Wednesday, May 20, 2009

The Garden Revisted

Gardening can be such hard labor!

The Garden Visited











For weeks now our focus has been to get the garden ready to plant. Moving in the fall and dealing with spring weather gave us quite a late start considering how much work needed to be done. We moved 38 tons of dirt and sand into the garden with wheelbarrows and rakes. The first photo is the last of the dirt which is about 8% of what we put in. The next photo is bags of compost (about 2 1/2 tons of that) waiting to be spread. After we spread the poop, we rototilled the whole area both ways . Ken loves to take pictures of me using the heavy equipment. Needless to say, we have been doing nothing but preparing the garden other than keeping up with the mowing and occasionally sleeping. And dreaming about the garden.

Sunday, May 10, 2009

Morel Hunting












We had seen some Morel mushrooms at the auction last Friday and the neighbors had said there were some in the woods, but neither of us had ever gone hunting for them. I decided to try to find some and Ken said he would go along. We found a website that told us likely places to find them but instead of mushrooms we found lots and lots of trillium, wild phlox, wild columbine, some amazing little red things that looked like tiny fairy horns pointing straight up, and whole fields of those crazy big leaves that were hiding a beautiful yellow flower under them.
I knew that if we found even one mushroom, Ken would be the one to spot it, and sure enough, about an hour and a half into our walk, he found one under some other greenery that nearly covered the ground.

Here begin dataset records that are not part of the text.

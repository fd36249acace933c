//! Source and destination locations.
//!
//! A [`Location`] is a normalised absolute path plus the read/write verdicts
//! obtained from an [`AccessProbe`] when it was built. The verdicts are a
//! snapshot: they are never re-queried, so a location built while a drive was
//! mounted keeps reporting it readable after the drive is gone. Build a fresh
//! location to get a fresh answer.
//!
//! Two kinds exist:
//!
//! | Kind | Construction requirement |
//! |------|--------------------------|
//! | [`LocationKind::Virtual`] | none, the path may be absent |
//! | [`LocationKind::Concrete`] | path exists and is a directory |

use std::hash::{Hash, Hasher};
use std::path::{Component, Path, PathBuf};

use chrono::{DateTime, Utc};
use serde::Serialize;
use tracing::debug;

use crate::errors::LocationError;
use crate::probe::{AccessProbe, FsProbe};

/// Whether a location was verified to exist when it was built.
#[derive(Debug, Clone, Copy, PartialEq, Eq, Serialize)]
#[serde(rename_all = "lowercase")]
pub enum LocationKind {
    /// May reference a path that is currently unreachable.
    Virtual,
    /// Verified to be an existing directory at construction.
    Concrete,
}

impl std::fmt::Display for LocationKind {
    fn fmt(&self, f: &mut std::fmt::Formatter<'_>) -> std::fmt::Result {
        match self {
            Self::Virtual => write!(f, "virtual"),
            Self::Concrete => write!(f, "concrete"),
        }
    }
}

/// A directory used as a backup source or destination.
///
/// Equality and hashing consider only the normalised path.
#[derive(Debug, Clone, Serialize)]
pub struct Location {
    path: PathBuf,
    kind: LocationKind,
    readable: bool,
    writable: bool,
    last_sync: Option<DateTime<Utc>>,
}

impl Location {
    /// Build a virtual location using the real filesystem.
    pub fn new_virtual<P: AsRef<Path>>(path: P) -> Result<Self, LocationError> {
        Self::new_virtual_with(path, &FsProbe)
    }

    /// Build a concrete location using the real filesystem.
    pub fn new_concrete<P: AsRef<Path>>(path: P) -> Result<Self, LocationError> {
        Self::new_concrete_with(path, &FsProbe)
    }

    /// Build a virtual location, asking `probe` for its access flags.
    ///
    /// Fails only when a relative path cannot be resolved.
    pub fn new_virtual_with<P, A>(path: P, probe: &A) -> Result<Self, LocationError>
    where
        P: AsRef<Path>,
        A: AccessProbe + ?Sized,
    {
        let path = normalize_path(path.as_ref())?;
        Ok(Self::probed(path, LocationKind::Virtual, probe))
    }

    /// Build a concrete location, asking `probe` for existence and access.
    ///
    /// Fails with [`LocationError::NotFound`] unless the path is an existing
    /// directory.
    pub fn new_concrete_with<P, A>(path: P, probe: &A) -> Result<Self, LocationError>
    where
        P: AsRef<Path>,
        A: AccessProbe + ?Sized,
    {
        let path = normalize_path(path.as_ref())?;
        if !probe.is_dir(&path) {
            debug!(path = %path.display(), "location is missing or not a directory");
            return Err(LocationError::NotFound(path));
        }
        Ok(Self::probed(path, LocationKind::Concrete, probe))
    }

    fn probed<A: AccessProbe + ?Sized>(path: PathBuf, kind: LocationKind, probe: &A) -> Self {
        let readable = probe.can_read(&path);
        let writable = probe.can_write(&path);
        debug!(
            path = %path.display(),
            %kind,
            readable,
            writable,
            "probed location"
        );
        Self {
            path,
            kind,
            readable,
            writable,
            last_sync: None,
        }
    }

    /// Normalised absolute path.
    pub fn path(&self) -> &Path {
        &self.path
    }

    pub fn kind(&self) -> LocationKind {
        self.kind
    }

    /// Read permission as probed at construction.
    pub fn check_read(&self) -> bool {
        self.readable
    }

    /// Write permission as probed at construction.
    pub fn check_write(&self) -> bool {
        self.writable
    }

    /// `true` if the location was both readable and writable.
    pub fn check_all(&self) -> bool {
        self.readable && self.writable
    }

    /// When this location was last used by a successful backup.
    pub fn last_sync(&self) -> Option<DateTime<Utc>> {
        self.last_sync
    }

    /// Record a successful use right now.
    pub fn touch(&mut self) {
        self.last_sync = Some(Utc::now());
    }

    /// Record a successful use at `at`.
    pub fn touch_at(&mut self, at: DateTime<Utc>) {
        self.last_sync = Some(at);
    }

    /// `true` if both locations refer to the same normalised path.
    pub fn same_location(&self, other: &Location) -> bool {
        self.path == other.path
    }

    /// `true` if `path`, once normalised, is this location's path.
    pub fn is_path<P: AsRef<Path>>(&self, path: P) -> bool {
        normalize_path(path.as_ref())
            .map(|p| p == self.path)
            .unwrap_or(false)
    }

    /// Demote to a virtual location, keeping the probed flags and timestamp.
    pub fn into_virtual(self) -> Self {
        Self {
            kind: LocationKind::Virtual,
            ..self
        }
    }

    pub(crate) fn inherit_last_sync(&mut self, from: &Location) {
        self.last_sync = from.last_sync;
    }
}

impl PartialEq for Location {
    fn eq(&self, other: &Self) -> bool {
        self.same_location(other)
    }
}

impl Eq for Location {}

impl Hash for Location {
    fn hash<H: Hasher>(&self, state: &mut H) {
        self.path.hash(state);
    }
}

impl std::fmt::Display for Location {
    fn fmt(&self, f: &mut std::fmt::Formatter<'_>) -> std::fmt::Result {
        let read = if self.readable { 'r' } else { '-' };
        let write = if self.writable { 'w' } else { '-' };
        write!(f, "{} [{read}{write}]", self.path.display())
    }
}

/// Make `path` absolute against the current directory and collapse `.` and
/// `..` components lexically. Symlinks are not resolved and the path need not
/// exist.
pub fn normalize_path(path: &Path) -> Result<PathBuf, LocationError> {
    let absolute = if path.is_absolute() {
        path.to_path_buf()
    } else {
        std::env::current_dir()
            .map_err(LocationError::CurrentDir)?
            .join(path)
    };

    let mut normalized = PathBuf::new();
    for component in absolute.components() {
        match component {
            Component::Prefix(_) | Component::RootDir => normalized.push(component.as_os_str()),
            Component::CurDir => {}
            Component::ParentDir => {
                normalized.pop();
            }
            Component::Normal(part) => normalized.push(part),
        }
    }
    Ok(normalized)
}

#[cfg(test)]
mod tests {
    use super::*;
    use crate::testing::FixedProbe;

    #[test]
    fn test_virtual_accepts_missing_path() {
        let dir = tempfile::tempdir().unwrap();
        let missing = dir.path().join("unplugged");

        let loc = Location::new_virtual(&missing).unwrap();
        assert_eq!(loc.path(), missing.as_path());
        assert_eq!(loc.kind(), LocationKind::Virtual);
        assert!(!loc.check_read());
        assert!(!loc.check_write());
        assert!(loc.last_sync().is_none());
    }

    #[test]
    fn test_concrete_requires_directory() {
        let dir = tempfile::tempdir().unwrap();
        let missing = dir.path().join("unplugged");
        let file = dir.path().join("file.txt");
        std::fs::write(&file, "x").unwrap();

        assert!(matches!(
            Location::new_concrete(&missing),
            Err(LocationError::NotFound(ref p)) if p == &missing
        ));
        assert!(matches!(
            Location::new_concrete(&file),
            Err(LocationError::NotFound(_))
        ));

        let loc = Location::new_concrete(dir.path()).unwrap();
        assert_eq!(loc.kind(), LocationKind::Concrete);
        assert!(loc.check_read());
    }

    #[test]
    fn test_flags_come_from_probe() {
        let probe = FixedProbe::new()
            .with_dir("/media/ro", true, false)
            .with_dir("/media/rw", true, true);

        let ro = Location::new_concrete_with("/media/ro", &probe).unwrap();
        assert!(ro.check_read());
        assert!(!ro.check_write());
        assert!(!ro.check_all());

        let rw = Location::new_virtual_with("/media/rw", &probe).unwrap();
        assert!(rw.check_all());
    }

    #[test]
    fn test_flags_are_snapshotted() {
        let probe = FixedProbe::new().with_dir("/media/usb", true, true);
        let loc = Location::new_virtual_with("/media/usb", &probe).unwrap();

        probe.unplug("/media/usb");
        assert!(loc.check_read());
        assert!(Location::new_concrete_with("/media/usb", &probe).is_err());
    }

    #[test]
    fn test_normalize_collapses_dots() {
        let normalized = normalize_path(Path::new("/a/b/../c/./d/")).unwrap();
        assert_eq!(normalized, PathBuf::from("/a/c/d"));

        let root = normalize_path(Path::new("/../..")).unwrap();
        assert_eq!(root, PathBuf::from("/"));
    }

    #[test]
    fn test_relative_path_resolves_against_cwd() {
        let cwd = std::env::current_dir().unwrap();
        let loc = Location::new_virtual("backups/./daily").unwrap();
        assert_eq!(loc.path(), cwd.join("backups").join("daily").as_path());
        assert!(loc.is_path(cwd.join("backups/daily")));
    }

    #[test]
    fn test_equality_is_by_path() {
        let probe = FixedProbe::new().with_dir("/data", true, true);
        let a = Location::new_concrete_with("/data", &probe).unwrap();
        let b = Location::new_virtual_with("/data/sub/..", &probe).unwrap();
        assert_eq!(a, b);
        assert!(a.same_location(&b));
        assert!(a.is_path("/data/"));
        assert!(!a.is_path("/data2"));
    }

    #[test]
    fn test_touch_captures_call_time() {
        let mut first = Location::new_virtual("/nowhere/a").unwrap();
        let mut second = Location::new_virtual("/nowhere/b").unwrap();

        first.touch();
        std::thread::sleep(std::time::Duration::from_millis(5));
        second.touch();

        assert!(second.last_sync().unwrap() > first.last_sync().unwrap());
    }

    #[test]
    fn test_touch_at_records_given_time() {
        let at = DateTime::parse_from_rfc3339("2024-03-01T12:00:00Z")
            .unwrap()
            .with_timezone(&Utc);
        let mut loc = Location::new_virtual("/nowhere").unwrap();
        loc.touch_at(at);
        assert_eq!(loc.last_sync(), Some(at));
    }

    #[test]
    fn test_into_virtual_keeps_flags() {
        let probe = FixedProbe::new().with_dir("/data", true, false);
        let mut loc = Location::new_concrete_with("/data", &probe).unwrap();
        loc.touch();
        let stamp = loc.last_sync();

        let demoted = loc.into_virtual();
        assert_eq!(demoted.kind(), LocationKind::Virtual);
        assert!(demoted.check_read());
        assert!(!demoted.check_write());
        assert_eq!(demoted.last_sync(), stamp);
    }

    #[test]
    fn test_display_shows_flags() {
        let probe = FixedProbe::new().with_dir("/data", true, false);
        let loc = Location::new_virtual_with("/data", &probe).unwrap();
        assert_eq!(loc.to_string(), "/data [r-]");
    }
}
//! backbind core library.
//!
//! This crate models a backup configuration: source directories bound to
//! destination directories, a sync frequency, and the reconciliation that
//! narrows a configuration down to the bindings usable right now. It also
//! provides the TOML profile format used to persist configurations.
//!
//! Copying files and scheduling syncs are left to the caller.

pub mod configuration;
pub mod errors;
pub mod location;
pub mod probe;
pub mod profile;
pub mod reconcile;

#[cfg(test)]
pub(crate) mod testing;

// Re-exports for convenience.
pub use configuration::Configuration;
pub use location::{Location, LocationKind};
pub use probe::{AccessProbe, FsProbe};
pub use profile::Profile;
pub use reconcile::{Exclusion, ExclusionReason, Reconciliation};
/// Render a sync interval compactly, e.g. `3d`, `1h 30m`, `45s`.
pub fn format_frequency(frequency: Duration) -> String {
    let total = frequency.num_seconds();
    if total <= 0 {
        return format!("{total}s");
    }
    let units = [
        (total / 86_400, "d"),
        ((total % 86_400) / 3_600, "h"),
        ((total % 3_600) / 60, "m"),
        (total % 60, "s"),
    ];
    units
        .iter()
        .filter(|(value, _)| *value > 0)
        .map(|(value, unit)| format!("{value}{unit}"))
        .collect::<Vec<_>>()
        .join(" ")
}

fn validate_name(name: &str) -> Result<(), ConfigurationError> {
    if name.trim().is_empty() {
        return Err(ConfigurationError::InvalidArgument {
            field: "name".into(),
            detail: "configuration name must not be empty".into(),
        });
    }
    Ok(())
}

fn validate_frequency(frequency: Duration) -> Result<(), ConfigurationError> {
    if frequency <= Duration::zero() {
        return Err(ConfigurationError::InvalidArgument {
            field: "frequency".into(),
            detail: format!("frequency must be positive, got {}s", frequency.num_seconds()),
        });
    }
    if frequency.subsec_nanos() != 0 {
        return Err(ConfigurationError::InvalidArgument {
            field: "frequency".into(),
            detail: format!(
                "frequency must be a whole number of seconds, got {}ms",
                frequency.num_milliseconds()
            ),
        });
    }
    Ok(())
}
//! Working-subset reconciliation.
//!
//! Backup media come and go between runs. Instead of failing a whole job
//! because one drive is unplugged, [`Configuration::reconcile`] re-probes
//! every location and builds a new configuration holding only the bindings
//! whose source is readable *and* whose destination is writable right now.
//!
//! # Decision model
//!
//! | Condition | Outcome |
//! |-----------|---------|
//! | Source missing or not a directory | excluded, `Missing` |
//! | Source not readable | excluded, `Unreadable` |
//! | Destination missing or not a directory | excluded, `Missing` |
//! | Destination not writable | excluded, `Unwritable` |
//! | Good source bound to an excluded destination | excluded, `DestinationUnavailable` |
//! | Otherwise | kept |
//!
//! Reconciliation never fails and never mutates the original configuration.

use std::path::PathBuf;

use serde::Serialize;
use tracing::{debug, info, warn};

use crate::configuration::Configuration;
use crate::location::Location;
use crate::probe::{AccessProbe, FsProbe};

/// Suffix appended to the name of a working configuration.
pub const WORKING_SUFFIX: &str = "-working";

// ---------------------------------------------------------------------------
// Report types
// ---------------------------------------------------------------------------

/// Why a location was left out of the working subset.
#[derive(Debug, Clone, PartialEq, Eq, Serialize)]
#[serde(tag = "kind", rename_all = "snake_case")]
pub enum ExclusionReason {
    /// The path does not exist or is not a directory.
    Missing,
    /// The source exists but cannot be read.
    Unreadable,
    /// The destination exists but cannot be written.
    Unwritable,
    /// The source is usable but its destination is not.
    DestinationUnavailable { destination: PathBuf },
}

impl ExclusionReason {
    /// Short human-readable label for logs and tables.
    pub fn label(&self) -> &'static str {
        match self {
            Self::Missing => "missing",
            Self::Unreadable => "unreadable",
            Self::Unwritable => "unwritable",
            Self::DestinationUnavailable { .. } => "destination unavailable",
        }
    }
}

impl std::fmt::Display for ExclusionReason {
    fn fmt(&self, f: &mut std::fmt::Formatter<'_>) -> std::fmt::Result {
        match self {
            Self::DestinationUnavailable { destination } => {
                write!(f, "{} ({})", self.label(), destination.display())
            }
            _ => f.write_str(self.label()),
        }
    }
}

/// A location left out of the working subset.
#[derive(Debug, Clone, PartialEq, Eq, Serialize)]
pub struct Exclusion {
    pub path: PathBuf,
    pub reason: ExclusionReason,
}

/// Locations split by whether they are usable right now.
#[derive(Debug, Clone, Default)]
pub struct Partition {
    /// Freshly probed concrete locations.
    pub good: Vec<Location>,
    pub bad: Vec<Exclusion>,
}

/// Outcome of [`Configuration::reconcile`].
#[derive(Debug, Clone)]
pub struct Reconciliation<P = FsProbe> {
    /// The configuration restricted to currently working bindings.
    pub working: Configuration<P>,
    /// Sources left out, in source order.
    pub excluded_sources: Vec<Exclusion>,
    /// Destinations that are not usable, in destination order.
    pub excluded_destinations: Vec<Exclusion>,
}

impl<P> Reconciliation<P> {
    /// `true` if nothing was excluded.
    pub fn is_complete(&self) -> bool {
        self.excluded_sources.is_empty() && self.excluded_destinations.is_empty()
    }
}

// ---------------------------------------------------------------------------
// Probing
// ---------------------------------------------------------------------------

#[derive(Debug, Clone, Copy)]
enum Need {
    Read,
    Write,
}

/// Build a concrete location for `loc` and check the access it needs.
fn classify<A: AccessProbe>(loc: &Location, probe: &A, need: Need) -> Result<Location, Exclusion> {
    let exclude = |reason| Exclusion {
        path: loc.path().to_path_buf(),
        reason,
    };

    let mut concrete = match Location::new_concrete_with(loc.path(), probe) {
        Ok(concrete) => concrete,
        Err(e) => {
            debug!(path = %loc.path().display(), error = %e, "location unreachable");
            return Err(exclude(ExclusionReason::Missing));
        }
    };

    match need {
        Need::Read if !concrete.check_read() => Err(exclude(ExclusionReason::Unreadable)),
        Need::Write if !concrete.check_write() => Err(exclude(ExclusionReason::Unwritable)),
        _ => {
            concrete.inherit_last_sync(loc);
            Ok(concrete)
        }
    }
}

fn partition<A: AccessProbe>(locations: &[Location], probe: &A, need: Need) -> Partition {
    let mut partition = Partition::default();
    for loc in locations {
        match classify(loc, probe, need) {
            Ok(good) => partition.good.push(good),
            Err(bad) => partition.bad.push(bad),
        }
    }
    partition
}

fn working_name(name: &str) -> String {
    if name.ends_with(WORKING_SUFFIX) {
        name.to_string()
    } else {
        format!("{name}{WORKING_SUFFIX}")
    }
}

// ---------------------------------------------------------------------------
// Reconciliation
// ---------------------------------------------------------------------------

impl<P: AccessProbe + Clone> Configuration<P> {
    /// Split the sources into readable directories and the rest.
    pub fn partition_sources(&self) -> Partition {
        partition(self.sources(), self.probe(), Need::Read)
    }

    /// Split the destinations into writable directories and the rest.
    pub fn partition_destinations(&self) -> Partition {
        partition(self.destinations(), self.probe(), Need::Write)
    }

    /// Re-probe every location and build the working subset together with
    /// the list of what was left out and why.
    pub fn reconcile(&self) -> Reconciliation<P> {
        let destinations = self.partition_destinations();
        let mut working = Configuration::unchecked(
            working_name(self.name()),
            self.frequency(),
            self.probe().clone(),
        );
        let mut excluded_sources = Vec::new();

        for source in self.sources() {
            let good_source = match classify(source, self.probe(), Need::Read) {
                Ok(good) => good,
                Err(bad) => {
                    warn!(path = %bad.path.display(), reason = %bad.reason, "excluding source");
                    excluded_sources.push(bad);
                    continue;
                }
            };
            let Some(dest_path) = self.bound_path(source.path()) else {
                continue;
            };

            match destinations.good.iter().find(|d| d.path() == dest_path) {
                Some(dest) => {
                    working.push_binding(good_source.into_virtual(), dest.clone().into_virtual());
                }
                None => {
                    let reason = ExclusionReason::DestinationUnavailable {
                        destination: dest_path.to_path_buf(),
                    };
                    warn!(path = %source.path().display(), %reason, "excluding source");
                    excluded_sources.push(Exclusion {
                        path: source.path().to_path_buf(),
                        reason,
                    });
                }
            }
        }

        for bad in &destinations.bad {
            warn!(path = %bad.path.display(), reason = %bad.reason, "excluding destination");
        }

        info!(
            config = %self.name(),
            working = working.sources().len(),
            excluded_sources = excluded_sources.len(),
            excluded_destinations = destinations.bad.len(),
            "reconciled configuration"
        );

        Reconciliation {
            working,
            excluded_sources,
            excluded_destinations: destinations.bad,
        }
    }

    /// The configuration restricted to bindings that work right now.
    pub fn derive_working_subset(&self) -> Configuration<P> {
        self.reconcile().working
    }
}

#[cfg(test)]
mod tests {
    use std::path::Path;

    use super::*;
    use crate::configuration::default_frequency;
    use crate::testing::FixedProbe;

    fn config(probe: &FixedProbe) -> Configuration<FixedProbe> {
        Configuration::with_probe("laptop", default_frequency(), probe.clone()).unwrap()
    }

    #[test]
    fn test_unreadable_source_is_dropped_with_its_destination() {
        let probe = FixedProbe::new()
            .with_dir("/a", true, true)
            .with_dir("/b", false, true)
            .with_dir("/x", true, true)
            .with_dir("/y", true, true);
        let mut cfg = config(&probe);
        cfg.add_source("/a", "/x").unwrap();
        cfg.add_source("/b", "/y").unwrap();

        let outcome = cfg.reconcile();
        let working = &outcome.working;
        assert_eq!(working.sources().len(), 1);
        assert_eq!(working.destination_of("/a"), Some(Path::new("/x")));
        assert!(!working.has_source("/b"));
        assert!(!working.has_destination("/y"));
        assert_eq!(
            outcome.excluded_sources,
            vec![Exclusion {
                path: PathBuf::from("/b"),
                reason: ExclusionReason::Unreadable,
            }]
        );
        assert!(outcome.excluded_destinations.is_empty());
    }

    #[test]
    fn test_good_source_with_unwritable_destination_is_dropped() {
        let probe = FixedProbe::new()
            .with_dir("/a", true, true)
            .with_dir("/z", true, false);
        let mut cfg = config(&probe);
        cfg.add_source("/a", "/z").unwrap();

        let outcome = cfg.reconcile();
        assert!(outcome.working.is_empty());
        assert!(outcome.working.destinations().is_empty());
        assert_eq!(
            outcome.excluded_sources[0].reason,
            ExclusionReason::DestinationUnavailable {
                destination: PathBuf::from("/z")
            }
        );
        assert_eq!(outcome.excluded_destinations[0].reason, ExclusionReason::Unwritable);
        assert!(!outcome.is_complete());
    }

    #[test]
    fn test_unplugged_locations_are_missing() {
        let probe = FixedProbe::new()
            .with_dir("/a", true, true)
            .with_dir("/c", true, true)
            .with_dir("/x", true, true)
            .with_dir("/y", true, true);
        let mut cfg = config(&probe);
        cfg.add_source("/a", "/x").unwrap();
        cfg.add_source("/c", "/y").unwrap();

        probe.unplug("/a");
        probe.unplug("/y");

        let outcome = cfg.reconcile();
        assert!(outcome.working.sources().is_empty());
        let reasons: Vec<_> = outcome
            .excluded_sources
            .iter()
            .map(|e| (e.path.clone(), e.reason.label()))
            .collect();
        assert_eq!(
            reasons,
            vec![
                (PathBuf::from("/a"), "missing"),
                (PathBuf::from("/c"), "destination unavailable"),
            ]
        );
        assert_eq!(outcome.excluded_destinations.len(), 1);
        assert_eq!(outcome.excluded_destinations[0].path, PathBuf::from("/y"));
    }

    #[test]
    fn test_reprobes_instead_of_trusting_snapshot() {
        let probe = FixedProbe::new().with_dir("/x", true, true);
        let mut cfg = config(&probe);
        cfg.add_source("/a", "/x").unwrap();
        assert!(!cfg.all_sources_readable());

        probe.set_dir("/a", true, false);
        let working = cfg.derive_working_subset();
        assert!(working.has_source("/a"));
        assert!(working.all_sources_readable());
        assert!(working.all_destinations_writable());
    }

    #[test]
    fn test_working_subset_is_idempotent() {
        let probe = FixedProbe::new()
            .with_dir("/a", true, true)
            .with_dir("/b", false, true)
            .with_dir("/c", true, true)
            .with_dir("/x", true, true)
            .with_dir("/y", true, false);
        let mut cfg = config(&probe);
        cfg.add_source("/a", "/x").unwrap();
        cfg.add_source("/b", "/x").unwrap();
        cfg.add_source("/c", "/y").unwrap();

        let once = cfg.derive_working_subset();
        let twice = once.derive_working_subset();
        assert_eq!(once, twice);
        assert_eq!(once.name(), "laptop-working");
        assert_eq!(once.frequency(), cfg.frequency());
    }

    #[test]
    fn test_original_is_untouched() {
        let probe = FixedProbe::new().with_dir("/a", true, true);
        let mut cfg = config(&probe);
        cfg.add_source("/a", "/x").unwrap();
        let before = cfg.clone();

        let working = cfg.derive_working_subset();
        assert!(working.is_empty());
        assert_eq!(cfg, before);
    }

    #[test]
    fn test_shared_destination_is_deduplicated() {
        let probe = FixedProbe::new()
            .with_dir("/a", true, true)
            .with_dir("/c", true, true)
            .with_dir("/x", true, true);
        let mut cfg = config(&probe);
        cfg.add_source("/a", "/x").unwrap();
        cfg.add_source("/c", "/x").unwrap();

        let working = cfg.derive_working_subset();
        assert_eq!(working.sources().len(), 2);
        assert_eq!(working.destinations().len(), 1);
        assert!(working.sources().iter().all(|s| s.kind() == crate::location::LocationKind::Virtual));
    }

    #[test]
    fn test_last_sync_carries_over() {
        let probe = FixedProbe::new()
            .with_dir("/a", true, true)
            .with_dir("/x", true, true);
        let mut cfg = config(&probe);
        cfg.add_source("/a", "/x").unwrap();
        let at = cfg.record_sync("/a").unwrap();

        let working = cfg.derive_working_subset();
        assert_eq!(working.sources()[0].last_sync(), Some(at));
        assert_eq!(working.destinations()[0].last_sync(), Some(at));
    }

    #[test]
    fn test_partitions() {
        let probe = FixedProbe::new()
            .with_dir("/a", true, true)
            .with_dir("/x", true, false);
        let mut cfg = config(&probe);
        cfg.add_source("/a", "/x").unwrap();
        cfg.add_source("/gone", "/x").unwrap();

        let sources = cfg.partition_sources();
        assert_eq!(sources.good.len(), 1);
        assert_eq!(sources.bad[0].reason, ExclusionReason::Missing);

        let dests = cfg.partition_destinations();
        assert!(dests.good.is_empty());
        assert_eq!(dests.bad[0].reason, ExclusionReason::Unwritable);
    }

    #[test]
    fn test_exclusion_serializes_with_kind_tag() {
        let exclusion = Exclusion {
            path: PathBuf::from("/a"),
            reason: ExclusionReason::DestinationUnavailable {
                destination: PathBuf::from("/z"),
            },
        };
        let json = serde_json::to_value(&exclusion).unwrap();
        assert_eq!(json["reason"]["kind"], "destination_unavailable");
        assert_eq!(json["reason"]["destination"], "/z");
    }
}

We got excited enough to try for another half an hour but found only the one. We took it next door to make sure it was a Morel, which they confirmed. They said they hunt them but don't eat them considering the flavor to resemble the odor of rotting trees. We cooked it and liked it a lot.

Tuesday, May 5, 2009

Paducah Quilt Show












My friend Jean invited me along on one of her annual pilgrimages to the Paducah Quilt Show in Paducah, Kentucky. The quilts were stunning; the vendors seemed to go on forever; and I have never seen so many quilters in one place in my life.
The three I've shown here are: #1246, Flights of Fascination by Anna VanDemark, #1423, Water, Earth II by Pat Pauly, and #1416, My Mind Drifts Along with the Stream by Eunjoo Kim.
We preferred the wallhanging sized quilts to the bed sized quilts mostly in that they were more free formed. My program says there were 1626 competition quilts at the show!
Although I do make the occasional wall quilt, my sewing is pretty limited. I did find some batiks at the show and at an amazing fabric store, Hancocks of Paducah, and managed to fill a void in my stash - yellow and orange batiks with red and pink overtones.